A new phase of the Thomson scattering and X-ray diagnostic systems with the real-time analysis and control systems to be built into the magnetic mirror facilities is briefly described, with expansion on the Thomson laser scattering diagnostic designed by LeBlanc [7] on NSTX at PPPL. The plan is to use 10 laser beams through the radius of the cylindrical plasma of the tandem mirror machine with longer laser pulses than used in the NSTX device for collecting sufficient electron scattered photons. Signal processing would be performed in real time using state-of-the-art instrumentation and computations made possible by PIXI data acquisition system and the Compact RIO using FPGAs. Graphics Processing Units (GPUs) would also be used for high speed imagining of the plasma. This would allow real time solutions of MHD background plasma with the concomitant drift-wave turbulence that drives the anomalous radial transport. Real-time commands would be issued to the external neutral beam and radio frequency (RF) plasma heating systems to bring the plasma back to the target state.

2. Attractive Features of Mirror Machines for Near-Term Steps in Plasma Science

The mirror device was recognized at the beginning of the search for fusion power by the US, France, England and Russia as an attractive method for confining hot plasmas. The mirror program centered at the Lawrence Livermore National Laboratory was terminated in the US in the 1980s. All resources have currently flowed into the tokamak approach. Tokamaks have achieved the highest triple product measure of density times confinement times plasma temperatures. The progress in tokamaks that was rapid in the 1980s and 1990s has slowed appreciably since the 1990s and has not led to the demonstration of ignition, nor to net fusion power amplification (fusion Q > 1). JET (Joint European Torus) achieved the maximum ratio of fusion power to injected power for a few seconds in 1994 with this ratio Q = 17 MW/26 MW ≈ 2/3. Thus, the time may be right to again look more carefully at the mirror plasma confinement device. More than just another fusion effort, it is believed that a new laboratory experiment with an ATM system would have a broad impact in plasma science discovery and understanding.
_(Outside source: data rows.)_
//! Task runtime errors.
//!
//! A [`TaskError`] is what a task body reports through its completion signal.
//! It is data for the completion policy, not a failure of the executor.

use serde::{Deserialize, Serialize};
use std::fmt;

use super::TaskId;

/// Classification of a task error.
#[derive(Debug, Clone, Copy, PartialEq, Eq, Hash, Serialize, Deserialize)]
#[serde(rename_all = "snake_case")]
pub enum ErrorKind {
    /// The body reported a failure.
    Failed,

    /// Every completion handle was dropped without a signal.
    Abandoned,
}

impl fmt::Display for ErrorKind {
    fn fmt(&self, f: &mut fmt::Formatter<'_>) -> fmt::Result {
        match self {
            ErrorKind::Failed => f.write_str("failed"),
            ErrorKind::Abandoned => f.write_str("abandoned"),
        }
    }
}

/// Error reported by a task body.
#[derive(Debug, Clone, PartialEq, Eq, thiserror::Error, Serialize, Deserialize)]
#[error("{kind}: {message}")]
pub struct TaskError {
    pub kind: ErrorKind,
    pub message: String,
}

impl TaskError {
    pub fn new(message: impl Into<String>) -> Self {
        Self {
            kind: ErrorKind::Failed,
            message: message.into(),
        }
    }

    pub fn abandoned(task_id: TaskId) -> Self {
        Self {
            kind: ErrorKind::Abandoned,
            message: format!("{task_id} dropped its completion handle without signalling"),
        }
    }

    pub fn is_abandoned(&self) -> bool {
        self.kind == ErrorKind::Abandoned
    }
}

impl From<String> for TaskError {
    fn from(message: String) -> Self {
        Self::new(message)
    }
}

impl From<&str> for TaskError {
    fn from(message: &str) -> Self {
        Self::new(message)
    }
}

/// Result a task body signals on completion.
pub type TaskResult<R> = Result<R, TaskError>;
This new understanding from laboratory mirror confinement experiments would be useful to space physics, astrophysics, material plasma-surface interaction physics and plasma processing systems.
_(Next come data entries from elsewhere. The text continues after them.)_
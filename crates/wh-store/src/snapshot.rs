// SPDX-License-Identifier: MIT OR Apache-2.0
//! Optional file-snapshot persistence, one JSON file per notification,
//! for crash-recovery warm start. Peripheral to the store proper — this is
//! not a second storage backend, just a way to repopulate an
//! [`crate::InMemoryNotificationStore`] after a restart.
//!
//! [`load_from`] is called by the daemon on startup. [`snapshot_to`] is a
//! library-only helper: nothing in this workspace calls it on the write
//! path today, so a running daemon never populates a snapshot directory on
//! its own. A caller wanting warm-start durability drives `snapshot_to`
//! itself, e.g. from an external sidecar watching the store, or a future
//! hook on [`crate::NotificationStore::save`]/`transition`.

use std::path::{Path, PathBuf};
use thiserror::Error;
use uuid::Uuid;
use wh_core::Notification;

/// Errors snapshotting or reloading notifications to/from disk.
#[derive(Debug, Error)]
pub enum SnapshotError {
    /// The snapshot directory could not be created or read.
    #[error("snapshot io error at {path}: {source}")]
    Io {
        /// The path the failing operation targeted.
        path: PathBuf,
        /// The underlying error.
        #[source]
        source: std::io::Error,
    },
    /// A stored snapshot file was not valid JSON for a [`Notification`].
    #[error("snapshot decode error at {path}: {source}")]
    Decode {
        /// The path of the malformed file.
        path: PathBuf,
        /// The underlying error.
        #[source]
        source: serde_json::Error,
    },
}

fn notification_path(root: &Path, id: Uuid) -> PathBuf {
    root.join(format!("{id}.json"))
}

/// Persist `notification` as `<root>/<id>.json`, creating `root` if needed.
///
/// Not called anywhere in this workspace's running daemon — exposed for a
/// caller that wants to drive its own snapshot cadence.
pub fn snapshot_to(root: &Path, notification: &Notification) -> Result<PathBuf, SnapshotError> {
    std::fs::create_dir_all(root).map_err(|source| SnapshotError::Io {
        path: root.to_path_buf(),
        source,
    })?;
    let path = notification_path(root, notification.id);
    let json = serde_json::to_string_pretty(notification).map_err(|source| SnapshotError::Decode {
        path: path.clone(),
        source,
    })?;
    std::fs::write(&path, json).map_err(|source| SnapshotError::Io {
        path: path.clone(),
        source,
    })?;
    Ok(path)
}

/// Load every notification snapshot under `root`. Missing directories yield
/// an empty list rather than an error, matching a fresh, never-persisted
/// daemon start.
pub fn load_from(root: &Path) -> Result<Vec<Notification>, SnapshotError> {
    let dir = match std::fs::read_dir(root) {
        Ok(dir) => dir,
        Err(source) if source.kind() == std::io::ErrorKind::NotFound => return Ok(Vec::new()),
        Err(source) => {
            return Err(SnapshotError::Io {
                path: root.to_path_buf(),
                source,
            })
        }
    };

    let mut notifications = Vec::new();
    for entry in dir {
        let entry = entry.map_err(|source| SnapshotError::Io {
            path: root.to_path_buf(),
            source,
        })?;
        let path = entry.path();
        if path.extension().and_then(|e| e.to_str()) != Some("json") {
            continue;
        }
        let json = std::fs::read_to_string(&path).map_err(|source| SnapshotError::Io {
            path: path.clone(),
            source,
        })?;
        let notification: Notification =
            serde_json::from_str(&json).map_err(|source| SnapshotError::Decode { path, source })?;
        notifications.push(notification);
    }
    notifications.sort_by_key(|n| n.id);
    Ok(notifications)
}

#[cfg(test)]
mod tests {
    use super::*;
    use std::collections::BTreeMap;
    use wh_core::HttpMethod;

    fn sample() -> Notification {
        let mut n = Notification::new(
            "acme",
            "https://example.test/hook",
            HttpMethod::Post,
            BTreeMap::new(),
            None,
            None,
            chrono::Utc::now(),
        );
        n.id = Uuid::new_v4();
        n
    }

    #[test]
    fn round_trips_through_a_snapshot_directory() {
        let dir = tempfile::tempdir().unwrap();
        let notification = sample();
        snapshot_to(dir.path(), &notification).unwrap();

        let loaded = load_from(dir.path()).unwrap();
        assert_eq!(loaded.len(), 1);
        assert_eq!(loaded[0].id, notification.id);
        assert_eq!(loaded[0].vendor_name, notification.vendor_name);
    }

    #[test]
    fn loading_a_missing_directory_yields_an_empty_list() {
        let dir = tempfile::tempdir().unwrap();
        let missing = dir.path().join("does-not-exist");
        assert!(load_from(&missing).unwrap().is_empty());
    }

    #[test]
    fn non_json_files_in_the_directory_are_ignored() {
        let dir = tempfile::tempdir().unwrap();
        std::fs::write(dir.path().join("README.md"), "not a snapshot").unwrap();
        assert!(load_from(dir.path()).unwrap().is_empty());
    }
}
The ATM system offers several important advantages to the complex toroidal confinement systems. The GDT, shown in Figure 1, also has large expansion tanks and obtains record-high electron temperatures of 430eV by Thomson scattering [8] . Advantages following the simple, linear geometry include 1) that single electrons, ions and alpha particles are confined by a mathematical theorem (KAM) theory for the axisymmetric geometry and 2) that there is no neoclassical transport as in tokamaks due to absence of banana orbits. Tokamaks confine the particles with the magnetic field produced by the toroidal plasma current rather than an externally generated magnetic field. Controlling the required 10 - 15 MA toroidal plasma current is a challenge requiring high-power GHz RF waves injected from complex antennas on the chamber walls to transfer wave momentum to the plasma electrons [9] . A list of advantages for the mirror system is as follows:

1) The mirror plasma has a natural magnetic divertor that sends the radially-escaping plasma particles with

Figure 1. Gas dynamic trap in Novosibirsk at the Budker Institute.
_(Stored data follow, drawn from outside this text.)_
// SPDX-License-Identifier: MIT OR Apache-2.0
//! wh-retry
#![deny(unsafe_code)]
#![warn(missing_docs)]
//!
//! Exponential backoff with jitter for webhook delivery retries.
//!
//! `base = min(initial_delay * 2^retry_count, max_delay)`, computed
//! overflow-safely (`retry_count >= 62` clamps to `max_delay` directly
//! rather than computing `2^62`), then widened by uniform multiplicative
//! jitter in `[-20%, +20%)` and floored at 1ms.

use std::time::{Duration, SystemTime, UNIX_EPOCH};
use thiserror::Error;

/// The multiplicative jitter factor applied to the base delay: the final
/// delay lands in `[base * (1 - JITTER_FACTOR), base * (1 + JITTER_FACTOR))`.
const JITTER_FACTOR: f64 = 0.20;

/// The retry-count threshold above which `2^retry_count` is not computed at
/// all — the base delay is clamped to `max_delay` directly.
const OVERFLOW_CLAMP_THRESHOLD: u32 = 62;

/// Errors raised constructing a [`RetryPolicy`] or calling
/// [`RetryPolicy::try_calculate_delay`].
#[derive(Debug, Error, PartialEq, Eq)]
pub enum RetryError {
    /// `initial_delay` or `max_delay` was zero, or `max_delay < initial_delay`.
    #[error("invalid retry policy: initial_delay and max_delay must be positive and max_delay >= initial_delay")]
    InvalidConfig,
    /// A negative retry count was supplied to the signed entry point.
    #[error("retry count must not be negative")]
    InvalidArgument,
}

/// Source of uniform randomness in `[-1.0, 1.0)`, injectable so tests can
/// assert the jitter bound precisely.
pub trait JitterSource {
    /// Draw one sample in `[-1.0, 1.0)`.
    fn unit(&mut self) -> f64;
}

/// Default jitter source: mixes monotonic-clock nanoseconds with the retry
/// count so concurrent retries of different notifications decorrelate,
/// without pulling in a dedicated RNG crate.
#[derive(Debug, Default, Clone, Copy)]
pub struct SystemJitter;

impl JitterSource for SystemJitter {
    fn unit(&mut self) -> f64 {
        let nanos = SystemTime::now()
            .duration_since(UNIX_EPOCH)
            .unwrap_or_default()
            .subsec_nanos() as u64;
        // Map [0, 1_000_000_000) -> [-1.0, 1.0).
        (nanos as f64 / 1_000_000_000.0) * 2.0 - 1.0
    }
}

/// A fixed-value jitter source for deterministic tests.
#[derive(Debug, Clone, Copy)]
pub struct FixedJitter(pub f64);

impl JitterSource for FixedJitter {
    fn unit(&mut self) -> f64 {
        self.0
    }
}

/// Backoff configuration: the caller-facing knobs from §6
/// (`initialRetryDelay`, `maxRetryDelay`).
#[derive(Debug, Clone, Copy)]
pub struct RetryPolicy {
    initial_delay: Duration,
    max_delay: Duration,
}

impl RetryPolicy {
    /// Construct a policy. Both durations must be positive and
    /// `max_delay >= initial_delay`.
    pub fn new(initial_delay: Duration, max_delay: Duration) -> Result<Self, RetryError> {
        if initial_delay.is_zero() || max_delay.is_zero() || max_delay < initial_delay {
            return Err(RetryError::InvalidConfig);
        }
        Ok(Self {
            initial_delay,
            max_delay,
        })
    }

    /// `initial_delay` as configured.
    pub fn initial_delay(&self) -> Duration {
        self.initial_delay
    }

    /// `max_delay` as configured.
    pub fn max_delay(&self) -> Duration {
        self.max_delay
    }

    /// `base(k) = min(initial_delay * 2^k, max_delay)`, overflow-safe.
    pub fn base_delay(&self, retry_count: u32) -> Duration {
        if retry_count >= OVERFLOW_CLAMP_THRESHOLD {
            return self.max_delay;
        }
        let exp: u128 = 1u128 << retry_count;
        let candidate_nanos = self.initial_delay.as_nanos().saturating_mul(exp);
        let max_nanos = self.max_delay.as_nanos();
        let capped = candidate_nanos.min(max_nanos);
        let capped_u64 = u64::try_from(capped).unwrap_or(u64::MAX);
        Duration::from_nanos(capped_u64)
    }

    /// Compute the next-attempt delay for a non-negative retry count,
    /// jittered in `[0.8 * base, 1.2 * base)` and floored at 1ms.
    ///
    /// This is the hot path used by the worker, which always holds a
    /// `u32` retry count; it cannot be called with a negative count because
    /// the type makes that unrepresentable.
    pub fn calculate_delay(&self, retry_count: u32, jitter: &mut dyn JitterSource) -> Duration {
        let base = self.base_delay(retry_count);
        let base_ms = base.as_millis() as f64;
        let u = jitter.unit().clamp(-1.0, 1.0);
        let jittered_ms = base_ms + base_ms * JITTER_FACTOR * u;
        let floored_ms = jittered_ms.max(1.0);
        Duration::from_millis(floored_ms.round() as u64)
    }

    /// Signed entry point matching the literal `calculateDelay(k >= 0)`
    /// contract (negative `k` fails with `InvalidArgument`). Intended for
    /// direct contract tests; production callers should prefer
    /// [`Self::calculate_delay`].
    pub fn try_calculate_delay(
        &self,
        retry_count: i64,
        jitter: &mut dyn JitterSource,
    ) -> Result<Duration, RetryError> {
        if retry_count < 0 {
            return Err(RetryError::InvalidArgument);
        }
        let k = u32::try_from(retry_count).unwrap_or(u32::MAX);
        Ok(self.calculate_delay(k, jitter))
    }
}

#[cfg(test)]
mod tests {
    use super::*;

    fn policy() -> RetryPolicy {
        RetryPolicy::new(Duration::from_millis(1000), Duration::from_secs(3600)).unwrap()
    }

    #[test]
    fn rejects_zero_initial_delay() {
        assert_eq!(
            RetryPolicy::new(Duration::ZERO, Duration::from_secs(1)).unwrap_err(),
            RetryError::InvalidConfig
        );
    }

    #[test]
    fn rejects_max_less_than_initial() {
        assert_eq!(
            RetryPolicy::new(Duration::from_secs(10), Duration::from_secs(1)).unwrap_err(),
            RetryError::InvalidConfig
        );
    }

    #[test]
    fn accepts_equal_initial_and_max() {
        assert!(RetryPolicy::new(Duration::from_secs(1), Duration::from_secs(1)).is_ok());
    }

    #[test]
    fn base_delay_doubles_each_retry() {
        let p = policy();
        assert_eq!(p.base_delay(0), Duration::from_millis(1000));
        assert_eq!(p.base_delay(1), Duration::from_millis(2000));
        assert_eq!(p.base_delay(2), Duration::from_millis(4000));
    }

    #[test]
    fn base_delay_caps_at_max() {
        let p = policy();
        // 1000ms * 2^12 = 4_096_000ms, far above the 3_600_000ms max.
        assert_eq!(p.base_delay(12), Duration::from_secs(3600));
    }

    #[test]
    fn base_delay_clamps_unconditionally_above_threshold() {
        let p = policy();
        assert_eq!(p.base_delay(62), Duration::from_secs(3600));
        assert_eq!(p.base_delay(1000), Duration::from_secs(3600));
    }

    #[test]
    fn base_delay_does_not_overflow_just_below_threshold() {
        // Must not panic: retry_count=61 computes 2^61, which is fine in a
        // u128 accumulator even though it would overflow u64 or f64 neatly.
        let p = policy();
        assert_eq!(p.base_delay(61), Duration::from_secs(3600));
    }

    #[test]
    fn jitter_zero_returns_exact_base() {
        let p = policy();
        let mut jitter = FixedJitter(0.0);
        let delay = p.calculate_delay(0, &mut jitter);
        assert_eq!(delay, Duration::from_millis(1000));
    }

    #[test]
    fn jitter_positive_one_returns_upper_bound() {
        let p = policy();
        let mut jitter = FixedJitter(1.0);
        let delay = p.calculate_delay(0, &mut jitter);
        assert_eq!(delay, Duration::from_millis(1200));
    }

    #[test]
    fn jitter_negative_one_returns_lower_bound() {
        let p = policy();
        let mut jitter = FixedJitter(-1.0);
        let delay = p.calculate_delay(0, &mut jitter);
        assert_eq!(delay, Duration::from_millis(800));
    }

    #[test]
    fn delay_is_never_below_one_millisecond() {
        let p = RetryPolicy::new(Duration::from_nanos(1), Duration::from_millis(1)).unwrap();
        let mut jitter = FixedJitter(-1.0);
        let delay = p.calculate_delay(0, &mut jitter);
        assert!(delay >= Duration::from_millis(1));
    }

    #[test]
    fn negative_retry_count_is_invalid_argument() {
        let p = policy();
        let mut jitter = FixedJitter(0.0);
        assert_eq!(
            p.try_calculate_delay(-1, &mut jitter).unwrap_err(),
            RetryError::InvalidArgument
        );
    }

    #[test]
    fn non_negative_retry_count_matches_unsigned_path() {
        let p = policy();
        let mut jitter = FixedJitter(0.0);
        let signed = p.try_calculate_delay(3, &mut jitter).unwrap();
        let unsigned = p.calculate_delay(3, &mut FixedJitter(0.0));
        assert_eq!(signed, unsigned);
    }

    #[test]
    fn system_jitter_draws_are_within_bounds() {
        let mut jitter = SystemJitter;
        for _ in 0..100 {
            let u = jitter.unit();
            assert!((-1.0..1.0).contains(&u));
        }
    }

    proptest::proptest! {
        #[test]
        fn delay_always_within_jitter_bound(
            retry_count in 0u32..200,
            jitter_draw in -1.0f64..1.0,
        ) {
            let p = RetryPolicy::new(Duration::from_millis(10), Duration::from_secs(60)).unwrap();
            let base = p.base_delay(retry_count);
            let base_ms = base.as_millis() as f64;
            let delay = p.calculate_delay(retry_count, &mut FixedJitter(jitter_draw));
            let lower = (base_ms * 0.8).max(1.0) - 1.0;
            let upper = base_ms * 1.2 + 1.0;
            let delay_ms = delay.as_millis() as f64;
            prop_assert!(delay_ms >= lower);
            prop_assert!(delay_ms <= upper);
        }

        #[test]
        fn base_delay_never_panics_for_any_retry_count(retry_count in 0u32..10_000) {
            let p = RetryPolicy::new(Duration::from_millis(1), Duration::from_secs(3600)).unwrap();
            let _ = p.base_delay(retry_count);
        }
    }
}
their high kinetic energy out the ends through an expanding magnetic nozzle as shown in Figure 1. The end nozzles means the divertor is external to the plasma confinement region in contrast to tokamaks where the divertor is part of the confinement vessel. The external divertor allows the introduction of a direct electric power conversion from the escaping plasma. The promise of a direct conversion from plasma energy into electricity—thus avoiding the use the neutron flux thermal exchange to drive a mechanical-electric generator has considerable advantages. The efficiency of the steam driven mechanical-electric generator is below 50%.

2) The mirror plasma is a neutron source with advantages as described by Ryutov et al. [1] , Post et al. [10] [11] and Ivanov [12] . The mirror group at the Budker Institute is currently designing a mirror machine to produce a 14 MeV neutron source for the determining the life-time of wall materials exposed to the neutron and plasma fluxes [13] .

3) Kulsrud et al. [14] [15] show that by using nuclear spin-polarized deuterons and tritons in a straight mirror central cell there is an enhanced production of neutrons. This polarization mechanism works in the straight magnetic field lines in the central cell and is not feasible in strongly-varying toroidal magnetic fields.

4) The linear geometry device is simpler to build and maintain in the radioactive environment. The architecture of the diagnostics is simpler in the linear cylindrical geometry.

Mirror traps have excellent single-particle confinement in contrast to both tokamak and helical/stellarator magnetic traps. In the case of tokamaks, there is no confinement from the vacuum-magnetic fields and in helical/ stellarators toroidal systems there are many escaping chaotic particle orbits in the helical magnetic field. For example, in ITER, confinement of the alpha particles requires the full 15 MA of plasma current. Even so, the radial excursions of a confined 3.5 MeV alpha particles will be 30 cm-more than 10% of the plasma radius. Other alpha particles are promptly lost and may damage the walls of the toroidal chamber walls. Thus, the role of a new, well-diagnosed mirror plasma experiment with the real-time controls, for example, with PXI and Compact RIO systems, has the potential of advancing fusion science and building a broader engineering and science base for the future magnetic fusion plasma reactors.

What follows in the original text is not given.